[Collected data entries]
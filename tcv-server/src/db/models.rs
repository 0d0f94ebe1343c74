//! Model queries

use sqlx::SqlitePool;
use tcv_common::models::ModelSummary;
use tcv_common::{time, uuid_utils, Model};
use tracing::info;

/// Listing projection ordered by name
pub async fn list_summaries(pool: &SqlitePool) -> sqlx::Result<Vec<ModelSummary>> {
    sqlx::query_as::<_, ModelSummary>(
        "SELECT id, model_name, description FROM models ORDER BY model_name, rowid",
    )
    .fetch_all(pool)
    .await
}

pub async fn get(pool: &SqlitePool, id: &str) -> sqlx::Result<Option<Model>> {
    sqlx::query_as::<_, Model>("SELECT * FROM models WHERE id = ?")
        .bind(id)
        .fetch_optional(pool)
        .await
}

pub async fn exists(pool: &SqlitePool, id: &str) -> sqlx::Result<bool> {
    let found: Option<i64> = sqlx::query_scalar("SELECT 1 FROM models WHERE id = ?")
        .bind(id)
        .fetch_optional(pool)
        .await?;
    Ok(found.is_some())
}

pub async fn create(pool: &SqlitePool, model_name: &str, description: Option<&str>) -> sqlx::Result<Model> {
    let now = time::now_rfc3339();
    sqlx::query_as::<_, Model>(
        r#"
        INSERT INTO models (id, model_name, description, created_at, updated_at)
        VALUES (?, ?, ?, ?, ?)
        RETURNING *
        "#,
    )
    .bind(uuid_utils::generate())
    .bind(model_name)
    .bind(description)
    .bind(&now)
    .bind(&now)
    .fetch_one(pool)
    .await
}

/// Apply a partial update; `None` when the model does not exist
///
/// `model_name: None` keeps the name. `description: None` keeps the
/// description, `Some(None)` clears it.
pub async fn update(
    pool: &SqlitePool,
    id: &str,
    model_name: Option<&str>,
    description: Option<Option<&str>>,
) -> sqlx::Result<Option<Model>> {
    let Some(current) = get(pool, id).await? else {
        return Ok(None);
    };

    let name = model_name.unwrap_or(&current.model_name);
    let description = match description {
        Some(value) => value,
        None => current.description.as_deref(),
    };

    sqlx::query_as::<_, Model>(
        "UPDATE models SET model_name = ?, description = ?, updated_at = ? WHERE id = ? RETURNING *",
    )
    .bind(name)
    .bind(description)
    .bind(time::now_rfc3339())
    .bind(id)
    .fetch_optional(pool)
    .await
}

/// Delete a model; its transcriptions go with it through the foreign key
pub async fn delete(pool: &SqlitePool, id: &str) -> sqlx::Result<bool> {
    let result = sqlx::query("DELETE FROM models WHERE id = ?")
        .bind(id)
        .execute(pool)
        .await?;
    Ok(result.rows_affected() > 0)
}

/// Insert each named model unless one with that name already exists
pub async fn seed(pool: &SqlitePool, names: &[String]) -> sqlx::Result<usize> {
    let mut inserted = 0;
    for name in names.iter().map(|n| n.trim()).filter(|n| !n.is_empty()) {
        let present: Option<i64> = sqlx::query_scalar("SELECT 1 FROM models WHERE model_name = ?")
            .bind(name)
            .fetch_optional(pool)
            .await?;
        if present.is_none() {
            create(pool, name, None).await?;
            info!("Seeded model: {}", name);
            inserted += 1;
        }
    }
    Ok(inserted)
}

/// Full table for the debug dump
pub async fn dump(pool: &SqlitePool) -> sqlx::Result<Vec<Model>> {
    sqlx::query_as::<_, Model>("SELECT * FROM models ORDER BY model_name, rowid")
        .fetch_all(pool)
        .await
}
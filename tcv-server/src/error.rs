//! Error types for tcv-server
//!
//! Outward categories: validation (400), not found (404), oversized upload
//! (413), and everything else (500) with the underlying message passed through.

use axum::{
    extract::multipart::MultipartError,
    http::StatusCode,
    response::{IntoResponse, Response},
    Json,
};
use tcv_common::api_types::ErrorResponse;
use thiserror::Error;

use crate::storage::StorageError;

/// API error type
#[derive(Debug, Error)]
pub enum ApiError {
    /// Missing or invalid request field (400)
    #[error("{0}")]
    BadRequest(String),

    /// Resource not found (404)
    #[error("{0}")]
    NotFound(String),

    #[error("{0}")]
    Database(#[from] sqlx::Error),

    #[error("{0}")]
    Storage(#[from] StorageError),

    /// Upload body over the whole-request limit (413)
    #[error("Upload request too large: exceeds the {0} byte request limit")]
    PayloadTooLarge(usize),

    /// Malformed multipart body
    #[error("{0}")]
    Multipart(#[from] MultipartError),

    #[error("{0}")]
    Common(tcv_common::Error),
}

impl From<tcv_common::Error> for ApiError {
    fn from(err: tcv_common::Error) -> Self {
        match err {
            tcv_common::Error::NotFound(msg) => ApiError::NotFound(msg),
            tcv_common::Error::InvalidInput(msg) => ApiError::BadRequest(msg),
            other => ApiError::Common(other),
        }
    }
}

impl ApiError {
    pub fn status(&self) -> StatusCode {
        match self {
            ApiError::BadRequest(_) => StatusCode::BAD_REQUEST,
            ApiError::NotFound(_) => StatusCode::NOT_FOUND,
            ApiError::PayloadTooLarge(_) => StatusCode::PAYLOAD_TOO_LARGE,
            ApiError::Multipart(err) => err.status(),
            ApiError::Database(_)
            | ApiError::Storage(_)
            | ApiError::Common(_) => StatusCode::INTERNAL_SERVER_ERROR,
        }
    }
}

impl IntoResponse for ApiError {
    fn into_response(self) -> Response {
        let status = self.status();
        if status.is_server_error() {
            tracing::error!("Request failed: {}", self);
        }

        let body = Json(ErrorResponse {
            error: self.to_string(),
        });
        (status, body).into_response()
    }
}

impl ApiError {
    /// Multipart read failure, naming the limit when the body was too large
    pub fn from_multipart(err: MultipartError, request_limit: usize) -> Self {
        if err.status() == StatusCode::PAYLOAD_TOO_LARGE {
            ApiError::PayloadTooLarge(request_limit)
        } else {
            ApiError::Multipart(err)
        }
    }
}

/// Result type for API handlers
pub type ApiResult<T> = Result<T, ApiError>;
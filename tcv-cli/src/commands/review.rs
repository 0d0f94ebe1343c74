//! Reviewer commands: gallery, comparison view, voting

use anyhow::{bail, Result};
use std::fmt::{self, Write as _};
use std::path::Path;
use tcv_common::api_types::{AudioDetailResponse, SubmitFeedbackRequest};
use tcv_common::gallery::{filter_audios, GalleryStats, StatusFilter};
use tracing::info;

use crate::client::TcvClient;
use crate::session;

const BAR_WIDTH: usize = 20;

pub async fn gallery(client: &TcvClient, search: &str, status: StatusFilter) -> Result<()> {
    let listing = client.list_audios().await?;
    let stats = GalleryStats::from_audios(&listing.audios);
    println!(
        "{} audios: {} validated, {} pending",
        stats.total, stats.validated, stats.pending
    );

    let shown = filter_audios(&listing.audios, search, status);
    if shown.is_empty() {
        println!("No audio matches.");
    }
    for audio in shown {
        let mark = if audio.is_validated { "validated" } else { "pending" };
        println!(
            "{}  {:<9}  {}  [{}]",
            audio.id,
            mark,
            audio.audio_name,
            audio.language_tag.as_deref().unwrap_or("-")
        );
    }
    Ok(())
}

/// `#####...............` for a whole-percent share
pub fn vote_bar(percentage: i64) -> String {
    let filled = (percentage.clamp(0, 100) as usize * BAR_WIDTH + 50) / 100;
    format!("{}{}", "#".repeat(filled), ".".repeat(BAR_WIDTH - filled))
}

fn score(value: Option<f64>) -> String {
    value.map_or_else(|| "-".to_string(), |v| format!("{v:.2}"))
}

/// Comparison view: one numbered block per transcription
pub fn render_detail(detail: &AudioDetailResponse) -> String {
    let mut out = String::new();
    // Writing into a String cannot fail
    let _ = write_detail(&mut out, detail);
    out
}

fn write_detail(out: &mut String, detail: &AudioDetailResponse) -> fmt::Result {
    let audio = &detail.audio;
    writeln!(out, "{} ({})", audio.audio_name, audio.id)?;
    writeln!(out, "  listen: {}", audio.storage_url)?;
    writeln!(
        out,
        "  status: {}   votes: {}",
        if audio.is_validated { "validated" } else { "pending" },
        detail.total_votes
    )?;

    if detail.transcriptions.is_empty() {
        writeln!(out, "\nNo transcriptions imported for this audio yet.")?;
    }

    for (index, view) in detail.transcriptions.iter().enumerate() {
        let t = &view.transcription;
        let leading = if view.is_leading { "  * leading" } else { "" };
        writeln!(out, "\n[{}] {}{}", index + 1, view.model.model_name, leading)?;
        writeln!(
            out,
            "    BLEU {}  chrF++ {}  words {}",
            score(t.bleu_score),
            score(t.chrf_score),
            t.word_count.map_or_else(|| "-".to_string(), |w| w.to_string())
        )?;
        writeln!(
            out,
            "    {} {:>3}% ({} votes)",
            vote_bar(view.vote_percentage),
            view.vote_percentage,
            view.vote_count
        )?;
        writeln!(out, "    {}", t.text)?;
        writeln!(out, "    id: {}", t.id)?;
    }

    let nav = &detail.navigation;
    if nav.previous_id.is_some() || nav.next_id.is_some() {
        writeln!(
            out,
            "\nprevious: {}   next: {}",
            nav.previous_id.as_deref().unwrap_or("-"),
            nav.next_id.as_deref().unwrap_or("-")
        )?;
    }
    Ok(())
}

pub async fn show(client: &TcvClient, audio_id: &str) -> Result<()> {
    let detail = client.get_audio(audio_id).await?;
    print!("{}", render_detail(&detail));
    Ok(())
}

/// Turn `--prefer` into a transcription id
///
/// A small number picks the numbered block of the comparison view; anything
/// else is taken as an id.
pub fn resolve_preference(prefer: &str, detail: Option<&AudioDetailResponse>) -> Result<String> {
    if let (Ok(n), Some(detail)) = (prefer.parse::<usize>(), detail) {
        return match n.checked_sub(1).and_then(|i| detail.transcriptions.get(i)) {
            Some(view) => Ok(view.transcription.id.clone()),
            None => bail!("No transcription numbered {n}"),
        };
    }
    Ok(prefer.to_string())
}

/// A vote needs a preferred transcription or a non-blank comment
pub fn build_vote(audio_id: &str, preferred: Option<String>, comment: Option<String>) -> Result<SubmitFeedbackRequest> {
    let comment = comment.filter(|c| !c.trim().is_empty());
    if preferred.is_none() && comment.is_none() {
        bail!("Pick a transcription with --prefer or leave a comment with --comment");
    }
    Ok(SubmitFeedbackRequest {
        audio_id: Some(audio_id.to_string()),
        preferred_transcription_id: preferred,
        user_comments: comment,
    })
}

pub async fn vote(
    client: &TcvClient,
    session_path: &Path,
    audio_id: &str,
    prefer: Option<String>,
    comment: Option<String>,
) -> Result<()> {
    let preferred = match prefer {
        Some(p) if p.parse::<usize>().is_ok() => {
            let detail = client.get_audio(audio_id).await?;
            Some(resolve_preference(&p, Some(&detail))?)
        }
        Some(p) => Some(resolve_preference(&p, None)?),
        None => None,
    };
    let request = build_vote(audio_id, preferred, comment)?;

    let existing = session::load(session_path);
    let (response, minted) = client.submit_feedback(&request, existing.as_deref()).await?;
    if let Some(session_id) = minted {
        session::save(session_path, &session_id)?;
        info!("Saved session to {}", session_path.display());
    }

    println!("{}", response.message);
    Ok(())
}

pub async fn feedback(client: &TcvClient, audio_id: Option<&str>) -> Result<()> {
    let listing = client.list_feedback(audio_id).await?;
    if listing.feedback.is_empty() {
        println!("No feedback yet.");
    }
    for row in listing.feedback {
        println!(
            "{}  audio {}  prefers {}  {}",
            row.created_at,
            row.audio_id,
            row.preferred_transcription_id.as_deref().unwrap_or("-"),
            row.user_comments.as_deref().unwrap_or("")
        );
    }
    Ok(())
}

pub async fn stats(client: &TcvClient) -> Result<()> {
    let response = client.stats().await?;
    for entry in response.stats {
        let breakdown: Vec<String> = entry
            .votes_by_model
            .iter()
            .map(|(model, votes)| format!("{model}: {votes}"))
            .collect();
        println!(
            "{}  {} votes  {}",
            entry.audio_name,
            entry.total_votes,
            breakdown.join(", ")
        );
    }
    Ok(())
}

pub async fn validate(client: &TcvClient, audio_id: &str, validated: bool) -> Result<()> {
    let audio = client.set_validated(audio_id, validated).await?;
    println!(
        "{} is now {}",
        audio.audio_name,
        if audio.is_validated { "validated" } else { "pending" }
    );
    Ok(())
}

*ASSIGNMENT*
For the word "minted", find all matching lines in the entries above and copy them out.

*TASK SOLUTION*
    let (response, minted) = client.submit_feedback(&request, existing.as_deref()).await?;
    if let Some(session_id) = minted {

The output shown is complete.